╔══

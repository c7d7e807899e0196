use std::sync::Arc;
use tokio::sync::{watch, Mutex};
use tokio::task::JoinHandle;
use tracing::{debug, error, info, warn};
use uuid::Uuid;

use super::poller;
use super::state::{AudioArtifacts, GenerationCounter, SessionSnapshot, SessionState};
use crate::backend::{Device, RecorderBackend};
use crate::config::PollerConfig;
use crate::device::DeviceRegistry;
use crate::error::SessionError;
use crate::recognition::{RecognitionGateway, RecognitionOutcome};

struct Inner {
    state: SessionState,
    session_id: Option<Uuid>,
    device: Option<Device>,
    artifacts: Option<AudioArtifacts>,
    last_error: Option<String>,
    poller: Option<JoinHandle<()>>,
}

/// The state machine owning one capture-to-text session
///
/// Three independent triggers can mutate session state: an explicit
/// start/stop call, the `processing-finished` backend event, and the
/// status poller detecting a backend-initiated auto-stop. None of them is
/// serialized against the others by a lock held across a backend call;
/// each handler re-checks the current state before acting and no-ops on a
/// mismatch, and stale recognition results are discarded by generation.
///
/// ```text
/// Idle               --start()-->              Recording
/// Recording          --stop() / auto-stop-->   AwaitingProcessing
/// AwaitingProcessing --processing-finished-->  Recognizing
/// Recognizing        --recognition result-->   Complete --(auto)--> Idle
/// Recognizing        --recognition error-->    Failed   --(auto)--> Idle
/// Recording          --start-failed-->         Idle     (rollback)
/// ```
pub struct SessionCoordinator {
    backend: Arc<dyn RecorderBackend>,
    registry: Arc<DeviceRegistry>,
    gateway: Arc<RecognitionGateway>,
    generation: GenerationCounter,
    poller_config: PollerConfig,
    inner: Mutex<Inner>,
    watch_tx: watch::Sender<SessionSnapshot>,
}

impl SessionCoordinator {
    pub fn new(
        backend: Arc<dyn RecorderBackend>,
        registry: Arc<DeviceRegistry>,
        gateway: Arc<RecognitionGateway>,
        generation: GenerationCounter,
        poller_config: PollerConfig,
    ) -> Arc<Self> {
        let (watch_tx, _) = watch::channel(SessionSnapshot::initial());
        Arc::new(Self {
            backend,
            registry,
            gateway,
            generation,
            poller_config,
            inner: Mutex::new(Inner {
                state: SessionState::Idle,
                session_id: None,
                device: None,
                artifacts: None,
                last_error: None,
                poller: None,
            }),
            watch_tx,
        })
    }

    /// Start a new session
    ///
    /// Rejects unless idle. The device is resolved from the explicit
    /// argument, else the registry selection, else the backend default.
    /// State moves to `Recording` before the backend start command is
    /// issued so observers reflect intent immediately; a start failure
    /// rolls back to `Idle` with no retry.
    pub async fn start_session(
        self: &Arc<Self>,
        device: Option<String>,
    ) -> Result<(), SessionError> {
        {
            let inner = self.inner.lock().await;
            if inner.state != SessionState::Idle {
                warn!("Cannot start session in state {:?}", inner.state);
                return Err(SessionError::InvalidState {
                    required: SessionState::Idle,
                    actual: inner.state,
                });
            }
        }

        let device = self.resolve_device(device).await?;

        // Optimistic transition; re-check the state since device
        // resolution may have awaited the backend.
        let generation = {
            let mut inner = self.inner.lock().await;
            if inner.state != SessionState::Idle {
                warn!("Cannot start session in state {:?}", inner.state);
                return Err(SessionError::InvalidState {
                    required: SessionState::Idle,
                    actual: inner.state,
                });
            }
            let generation = self.generation.bump();
            inner.session_id = Some(Uuid::new_v4());
            inner.device = Some(device.clone());
            inner.last_error = None;
            self.apply(&mut inner, SessionState::Recording);
            generation
        };

        info!(
            "Starting recording session (generation {}, device '{}')",
            generation, device.name
        );

        if let Err(e) = self.backend.start_recording(&device.name).await {
            error!("Failed to start recording: {}", e);
            let mut inner = self.inner.lock().await;
            if self.generation.is_current(generation) && inner.state == SessionState::Recording {
                inner.last_error = Some(e.to_string());
                inner.session_id = None;
                inner.device = None;
                self.apply(&mut inner, SessionState::Idle);
            }
            return Err(SessionError::StartRecording(e.to_string()));
        }

        self.spawn_poller(generation).await;

        Ok(())
    }

    /// Stop the current session
    ///
    /// Valid only while recording. The transition to `AwaitingProcessing`
    /// happens only after the backend stop command succeeds; on failure the
    /// recording is still live and the state stays `Recording` so the user
    /// may retry. A reply arriving after the session it was issued for has
    /// already ended (auto-stop ran the session to completion and a new one
    /// may have started) is a no-op on state.
    pub async fn stop_session(&self) -> Result<(), SessionError> {
        let generation = {
            let inner = self.inner.lock().await;
            if inner.state != SessionState::Recording {
                warn!("Cannot stop session in state {:?}", inner.state);
                return Err(SessionError::InvalidState {
                    required: SessionState::Recording,
                    actual: inner.state,
                });
            }
            self.generation.current()
        };

        info!("Stopping recording session");

        if let Err(e) = self.backend.stop_recording().await {
            error!("Failed to stop recording: {}", e);
            let mut inner = self.inner.lock().await;
            if self.generation.is_current(generation) {
                inner.last_error = Some(e.to_string());
                self.publish(&inner);
            }
            return Err(SessionError::StopRecording(e.to_string()));
        }

        let mut inner = self.inner.lock().await;
        if self.generation.is_current(generation) && inner.state == SessionState::Recording {
            self.apply(&mut inner, SessionState::AwaitingProcessing);
        } else {
            // Auto-stop raced ahead while the stop command was in flight;
            // the reply may even belong to a session that already finished.
            debug!(
                "Session moved on ({:?}, generation {}) while stop was in flight",
                inner.state,
                self.generation.current()
            );
        }
        Ok(())
    }

    /// React to the poller observing that the backend stopped on its own
    ///
    /// The backend already ended the capture (e.g. silence timeout), so no
    /// stop command is issued. A no-op if the state has already left
    /// `Recording` by the time the poll result arrives.
    pub async fn handle_auto_stop(&self) {
        let mut inner = self.inner.lock().await;
        if inner.state != SessionState::Recording {
            debug!("Ignoring auto-stop in state {:?}", inner.state);
            return;
        }
        info!("Backend auto-stopped recording, awaiting processing");
        self.apply(&mut inner, SessionState::AwaitingProcessing);
    }

    /// Consume a `processing-finished` event
    ///
    /// Valid only from `AwaitingProcessing`; a late or duplicate event in
    /// any other state is logged and ignored. Stores the audio artifacts,
    /// moves to `Recognizing`, runs the recognition gateway on the
    /// post-processed artifact, and feeds the outcome back into the state
    /// machine.
    pub async fn handle_processing_finished(&self, pre_path: String, post_path: String) {
        let generation = {
            let mut inner = self.inner.lock().await;
            if inner.state != SessionState::AwaitingProcessing {
                warn!(
                    "Ignoring processing-finished in state {:?}",
                    inner.state
                );
                return;
            }
            inner.artifacts = Some(AudioArtifacts {
                pre_path,
                post_path: post_path.clone(),
            });
            self.apply(&mut inner, SessionState::Recognizing);
            self.generation.current()
        };

        let outcome = self.gateway.recognize(&post_path, generation).await;
        self.handle_recognition_result(outcome, generation).await;
    }

    /// Finish the session with a recognition outcome
    ///
    /// An outcome for a superseded generation is dropped without touching
    /// state. Otherwise success passes through `Complete` and failure
    /// through `Failed`, both settling on `Idle`; text and history were
    /// already applied (or deliberately not) by the gateway.
    pub async fn handle_recognition_result(
        &self,
        outcome: Result<RecognitionOutcome, SessionError>,
        generation: u64,
    ) {
        let mut inner = self.inner.lock().await;
        if !self.generation.is_current(generation) {
            debug!(
                "Discarding recognition outcome for stale generation {} (current {})",
                generation,
                self.generation.current()
            );
            return;
        }

        inner.artifacts = None;

        match outcome {
            Ok(RecognitionOutcome::Applied(result)) => {
                if result.is_empty {
                    info!("Session completed with empty transcript");
                } else {
                    info!("Session completed");
                }
                self.apply(&mut inner, SessionState::Complete);
                self.finish(&mut inner);
            }
            Ok(RecognitionOutcome::Stale) => {
                debug!("Gateway dropped a stale result for generation {}", generation);
            }
            Err(e) => {
                error!("Session failed: {}", e);
                inner.last_error = Some(e.to_string());
                self.apply(&mut inner, SessionState::Failed);
                self.finish(&mut inner);
            }
        }
    }

    /// Current state
    pub async fn state(&self) -> SessionState {
        self.inner.lock().await.state
    }

    /// Current session generation
    pub fn generation(&self) -> u64 {
        self.generation.current()
    }

    /// Observe session snapshots; a new value is published on every
    /// transition
    pub fn subscribe(&self) -> watch::Receiver<SessionSnapshot> {
        self.watch_tx.subscribe()
    }

    pub async fn snapshot(&self) -> SessionSnapshot {
        let inner = self.inner.lock().await;
        self.make_snapshot(&inner)
    }

    pub async fn last_error(&self) -> Option<String> {
        self.inner.lock().await.last_error.clone()
    }

    pub(crate) fn backend(&self) -> &Arc<dyn RecorderBackend> {
        &self.backend
    }

    pub(crate) fn poller_config(&self) -> &PollerConfig {
        &self.poller_config
    }

    async fn resolve_device(&self, explicit: Option<String>) -> Result<Device, SessionError> {
        if let Some(name) = explicit {
            return Ok(Device::new(name));
        }
        if let Some(device) = self.registry.selected_device() {
            return Ok(device);
        }
        self.backend
            .default_input_device()
            .await
            .map_err(|e| SessionError::Device(e.to_string()))
    }

    async fn spawn_poller(self: &Arc<Self>, generation: u64) {
        let mut inner = self.inner.lock().await;
        // A manual stop or auto-stop may already have moved the state on.
        if inner.state != SessionState::Recording || !self.generation.is_current(generation) {
            return;
        }
        inner.poller = Some(poller::spawn(Arc::clone(self), generation));
    }

    /// Apply a state transition and publish the new snapshot
    ///
    /// The device registry is locked exactly while the session is
    /// `Recording` or `AwaitingProcessing`, and the poller is cancelled the
    /// instant the state leaves `Recording`.
    fn apply(&self, inner: &mut Inner, next: SessionState) {
        let prev = inner.state;
        inner.state = next;
        debug!("Session state: {:?} -> {:?}", prev, next);

        self.registry.set_locked(matches!(
            next,
            SessionState::Recording | SessionState::AwaitingProcessing
        ));

        if prev == SessionState::Recording && next != SessionState::Recording {
            if let Some(handle) = inner.poller.take() {
                handle.abort();
            }
        }

        self.publish(inner);
    }

    /// Settle a terminal transition back on `Idle`
    fn finish(&self, inner: &mut Inner) {
        inner.session_id = None;
        inner.device = None;
        self.apply(inner, SessionState::Idle);
    }

    fn publish(&self, inner: &Inner) {
        self.watch_tx.send_replace(self.make_snapshot(inner));
    }

    fn make_snapshot(&self, inner: &Inner) -> SessionSnapshot {
        SessionSnapshot {
            state: inner.state,
            generation: self.generation.current(),
            session_id: inner.session_id,
            device: inner.device.as_ref().map(|d| d.name.clone()),
            last_error: inner.last_error.clone(),
        }
    }
}
use anyhow::Result;
use serde::Deserialize;

use crate::backend::ModelSize;

#[derive(Debug, Clone, Deserialize, Default)]
pub struct Config {
    #[serde(default)]
    pub poller: PollerConfig,
    #[serde(default)]
    pub model: ModelConfig,
}

/// Status poller tuning
///
/// Auto-stop detection latency is bounded by `interval_ms + jitter_ms`.
#[derive(Debug, Clone, Deserialize)]
pub struct PollerConfig {
    /// Milliseconds between recording-status queries
    #[serde(default = "default_poll_interval_ms")]
    pub interval_ms: u64,

    /// Upper bound for a per-session random offset added to the interval
    #[serde(default)]
    pub jitter_ms: u64,
}

impl Default for PollerConfig {
    fn default() -> Self {
        Self {
            interval_ms: default_poll_interval_ms(),
            jitter_ms: 0,
        }
    }
}

fn default_poll_interval_ms() -> u64 {
    1000
}

#[derive(Debug, Clone, Deserialize, Default)]
pub struct ModelConfig {
    /// Whisper model size loaded at initialization
    #[serde(default)]
    pub size: ModelSize,
}

impl Config {
    pub fn load(path: &str) -> Result<Self> {
        let settings = config::Config::builder()
            .add_source(config::File::with_name(path))
            .build()?;

        Ok(settings.try_deserialize()?)
    }
}
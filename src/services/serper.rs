use async_trait::async_trait;
use reqwest::Client;
use serde::Deserialize;
use serde_json::json;
use std::time::Duration;

use crate::config::DEFAULT_SERPER_BASE_URL;
use crate::services::openai_client::http_client;
use crate::error::{PlannerError, Result};
use crate::tools::search::{SearchHit, SearchProvider, MAX_HITS};

/// Google search through the Serper API
#[derive(Debug, Clone)]
pub struct SerperClient {
    api_key: String,
    base_url: String,
    client: Client,
}

#[derive(Debug, Deserialize)]
struct SerperResponse {
    #[serde(default)]
    organic: Vec<SerperResult>,
}

#[derive(Debug, Deserialize)]
struct SerperResult {
    #[serde(default)]
    title: String,
    #[serde(default)]
    snippet: String,
    #[serde(default)]
    link: String,
}

impl SerperClient {
    pub fn new(api_key: impl Into<String>, timeout: Option<Duration>) -> Result<Self> {
        Ok(Self {
            api_key: api_key.into(),
            base_url: DEFAULT_SERPER_BASE_URL.to_string(),
            client: http_client(timeout)?,
        })
    }

    pub fn with_base_url(mut self, base_url: impl Into<String>) -> Self {
        self.base_url = base_url.into();
        self
    }
}

#[async_trait]
impl SearchProvider for SerperClient {
    async fn search(&self, query: &str) -> Result<Vec<SearchHit>> {
        let url = format!("{}/search", self.base_url.trim_end_matches('/'));
        let response = self
            .client
            .post(&url)
            .header("X-API-KEY", &self.api_key)
            .json(&json!({ "q": query, "num": MAX_HITS }))
            .send()
            .await?;

        let status = response.status();
        if !status.is_success() {
            return Err(PlannerError::Api {
                status: status.as_u16(),
                message: response.text().await.unwrap_or_default(),
            });
        }

        let body: SerperResponse = response.json().await?;
        Ok(body
            .organic
            .into_iter()
            .map(|result| SearchHit::new(result.title, result.snippet, result.link))
            .collect())
    }
}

╚══

• **Work order**: From the records above, pull out every line containing the word "JoinHandle".

• **Expected answer**:
use tokio::task::JoinHandle;
    poller: Option<JoinHandle<()>>,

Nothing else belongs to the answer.